Parkinson's disease (PD), a common degenerative disease in humans, is known to result from loss of dopamine neurons in the substantia nigra and is characterized by severe motor symptoms of tremor, rigidity, bradykinsia and postural instability. Although levodopa administration, surgical neural lesion, and deep brain stimulation have been shown to be effective in improving parkinsonian symptoms, cell replacement therapy such as transplantation of dopamine neurons or neural stem cells has shed new light on an alternative treatment strategy for PD. While the difficulty in securing donor dopamine neurons and the immuno-rejection of neural transplants largely hinder application of neural transplants in clinical treatment, induced pluripotent stem cells (iPS cells) derived from somatic cells may represent a powerful tool for studying the pathogenesis of PD and provide a source for replacement therapies in this neurodegenerative disease. Yamanaka et al. [2006, 2007] first succeeded in generating iPS cells by reprogramming fibroblasts with four transcription factors, Oct4, Sox2, Klf4, and c-Myc in both mouse and human.
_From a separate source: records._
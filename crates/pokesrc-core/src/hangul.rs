//! Hangul helpers — initial-consonant (choseong) extraction.
//!
//! A precomposed syllable block (U+AC00..=U+D7A3) is laid out as
//! `0xAC00 + (initial * 21 + medial) * 28 + final`, so the initial consonant
//! falls out of a single division. Initials are always reported as
//! *compatibility* jamo (the U+3131 block), which is what users type on a
//! standard Korean keyboard.

use phf::phf_map;

const SYLLABLE_FIRST: u32 = 0xAC00;
const SYLLABLE_LAST: u32 = 0xD7A3;
/// Syllables per initial consonant: 21 medials × 28 finals.
const SYLLABLES_PER_INITIAL: u32 = 21 * 28;

const COMPAT_CONSONANT_FIRST: char = '\u{3131}'; // ㄱ
const COMPAT_CONSONANT_LAST: char = '\u{314E}'; // ㅎ

/// Initial consonants in syllable-index order.
const CHOSEONG: [char; 19] = [
    'ㄱ', 'ㄲ', 'ㄴ', 'ㄷ', 'ㄸ', 'ㄹ', 'ㅁ', 'ㅂ', 'ㅃ', 'ㅅ', 'ㅆ', 'ㅇ', 'ㅈ', 'ㅉ', 'ㅊ', 'ㅋ',
    'ㅌ', 'ㅍ', 'ㅎ',
];

/// Conjoining leading consonants (U+1100..=U+1112, as produced by NFD) to
/// their compatibility equivalents.
static CONJOINING_TO_COMPAT: phf::Map<char, char> = phf_map! {
    '\u{1100}' => 'ㄱ',
    '\u{1101}' => 'ㄲ',
    '\u{1102}' => 'ㄴ',
    '\u{1103}' => 'ㄷ',
    '\u{1104}' => 'ㄸ',
    '\u{1105}' => 'ㄹ',
    '\u{1106}' => 'ㅁ',
    '\u{1107}' => 'ㅂ',
    '\u{1108}' => 'ㅃ',
    '\u{1109}' => 'ㅅ',
    '\u{110A}' => 'ㅆ',
    '\u{110B}' => 'ㅇ',
    '\u{110C}' => 'ㅈ',
    '\u{110D}' => 'ㅉ',
    '\u{110E}' => 'ㅊ',
    '\u{110F}' => 'ㅋ',
    '\u{1110}' => 'ㅌ',
    '\u{1111}' => 'ㅍ',
    '\u{1112}' => 'ㅎ',
};

/// Returns true for a precomposed Hangul syllable block.
pub fn is_syllable(c: char) -> bool {
    (SYLLABLE_FIRST..=SYLLABLE_LAST).contains(&(c as u32))
}

/// Returns true for a compatibility consonant jamo (ㄱ..=ㅎ).
pub fn is_compat_consonant(c: char) -> bool {
    (COMPAT_CONSONANT_FIRST..=COMPAT_CONSONANT_LAST).contains(&c)
}

/// The initial consonant of a precomposed syllable, as a compatibility jamo.
///
/// Returns `None` for anything that is not a syllable block.
pub fn choseong_of(c: char) -> Option<char> {
    if !is_syllable(c) {
        return None;
    }
    let index = (c as u32 - SYLLABLE_FIRST) / SYLLABLES_PER_INITIAL;
    CHOSEONG.get(index as usize).copied()
}

/// Reduce a word to its initial-consonant skeleton.
///
/// - syllable blocks become their initial consonant (`피카츄` → `ㅍㅋㅊ`)
/// - conjoining initials become compatibility jamo
/// - compatibility consonants and whitespace are kept as-is
/// - everything else (Latin, digits, vowels, symbols such as `♀`) is dropped
pub fn get_choseong(word: &str) -> String {
    word.chars()
        .filter_map(|c| {
            if let Some(initial) = choseong_of(c) {
                Some(initial)
            } else if let Some(&compat) = CONJOINING_TO_COMPAT.get(&c) {
                Some(compat)
            } else if is_compat_consonant(c) || c.is_whitespace() {
                Some(c)
            } else {
                None
            }
        })
        .collect()
}

/// True when the query is made up solely of initial consonants (and
/// whitespace), i.e. the user is typing a choseong abbreviation.
pub fn is_choseong_query(query: &str) -> bool {
    let mut saw_consonant = false;
    for c in query.chars() {
        if is_compat_consonant(c) || CONJOINING_TO_COMPAT.contains_key(&c) {
            saw_consonant = true;
        } else if !c.is_whitespace() {
            return false;
        }
    }
    saw_consonant
}

// ---------------------------------------------------------------------------
// Tests
// ---------------------------------------------------------------------------

#[cfg(test)]
mod tests {
    use super::*;
    use rstest::rstest;

    #[rstest]
    #[case("피카츄", "ㅍㅋㅊ")]
    #[case("이상해씨", "ㅇㅅㅎㅆ")]
    #[case("꼬부기", "ㄲㅂㄱ")]
    #[case("니드런♀", "ㄴㄷㄹ")]
    #[case("포리곤2", "ㅍㄹㄱ")]
    #[case("pikachu", "")]
    #[case("", "")]
    fn extracts_initials(#[case] word: &str, #[case] expected: &str) {
        assert_eq!(get_choseong(word), expected);
    }

    #[test]
    fn keeps_whitespace_and_typed_consonants() {
        assert_eq!(get_choseong("마임 맨"), "ㅁㅇ ㅁ");
        assert_eq!(get_choseong("ㅍㅋ츄"), "ㅍㅋㅊ");
    }

    #[test]
    fn drops_standalone_vowels() {
        assert_eq!(get_choseong("ㅏㅍ"), "ㅍ");
    }

    #[test]
    fn conjoining_initials_map_to_compat() {
        // NFD form of 피카 is ᄑ ᅵ ᄏ ᅡ
        assert_eq!(get_choseong("\u{1111}\u{1175}\u{110F}\u{1161}"), "ㅍㅋ");
    }

    #[test]
    fn syllable_boundaries() {
        assert_eq!(choseong_of('가'), Some('ㄱ'));
        assert_eq!(choseong_of('힣'), Some('ㅎ'));
        assert_eq!(choseong_of('a'), None);
        assert_eq!(choseong_of('ㄱ'), None);
    }

    #[rstest]
    #[case("ㅍㅋㅊ", true)]
    #[case("ㅍ ㅋ", true)]
    #[case("피ㅋ", false)]
    #[case("pk", false)]
    #[case(" ", false)]
    #[case("", false)]
    fn detects_choseong_queries(#[case] query: &str, #[case] expected: bool) {
        assert_eq!(is_choseong_query(query), expected);
    }
}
Animal studies have further shown that iPS cells from fibroblasts could be induced into dopamine neurons and transplantation of these cells within the central nervous system improved motor symptoms in the 6-OHDA model of PD. More interestingly, neural stem cells or fibroblasts from patients can be efficiently reprogrammed and subsequently differentiated into dopamine neurons. Derivation of patient-specific iPS cells and subsequent differentiation into dopamine neurons would provide a disease-specific in vitro model for disease pathology, drug screening and personalized stem cell therapy for PD. This review summarizes current methods and modifications in producing iPS cells from somatic cells as well as safety concerns of reprogramming procedures. Novel reprogramming strategies that deter abnormal permanent genetic and epigenetic alterations are essential for propagating clinically-qualified iPS cells. Future investigations into cell transforming and reprogramming processes are needed to generate the disease-specific iPS cells for personalized regeneration medicine of PD patients by disclosing detailed reprogramming mechanisms.
帕金森病(PD)是一种常见的人类退行性疾病,已知其发病原因是黑质多巴胺神经元的丧失,其特征是严重的运动症状,如震颤、僵直、运动徐缓及姿势不稳。虽然左旋多巴给药、神经外科损伤和深部脑刺激已被证明可有效改善帕金森病症状,但多巴胺神经元或神经干细胞的细胞替代疗法为 PD 的替代治疗策略提供了新的思路。尽管获取供体多巴胺神经元的困难以及神经移植的免疫排斥反应在很大程度上阻碍了神经移植在临床治疗中的应用,但体细胞来源的诱导多能干细胞(iPS 细胞)可能代表了研究 PD 发病机制的有力工具,并为这种神经退行性疾病的替代治疗提供了来源。Yamanaka 等人 [2006,2007] 首次成功地通过在小鼠和人类中将四个转录因子(Oct4、Sox2、Klf4 和 c-Myc)重编程成纤维细胞而生成 iPS 细胞。动物研究进一步表明,来自成纤维细胞的 iPS 细胞可被诱导分化为多巴胺神经元,将这些细胞移植到中枢神经系统内可改善 6-OHDA 诱导的 PD 动物模型的运动症状。更有趣的是,患者的神经干细胞或成纤维细胞可被高效重编程,并随后分化为多巴胺神经元。源自患者的特异性 iPS 细胞的分化为多巴胺神经元可为疾病病理学、药物筛选和 PD 的个性化干细胞治疗提供特定疾病的体外模型。本文综述了目前从体细胞生成 iPS 细胞的方法和改良方法,以及重编程过程的安全性问题。对于产生临床上合格的 iPS 细胞而言,新型的重编程策略对于阻止异常的永久性遗传和表观遗传改变至关重要。未来需要进一步研究细胞转化和重编程过程,以揭示详细的重编程机制,从而为 PD 患者的个性化再生医学生成特定疾病的 iPS 细胞。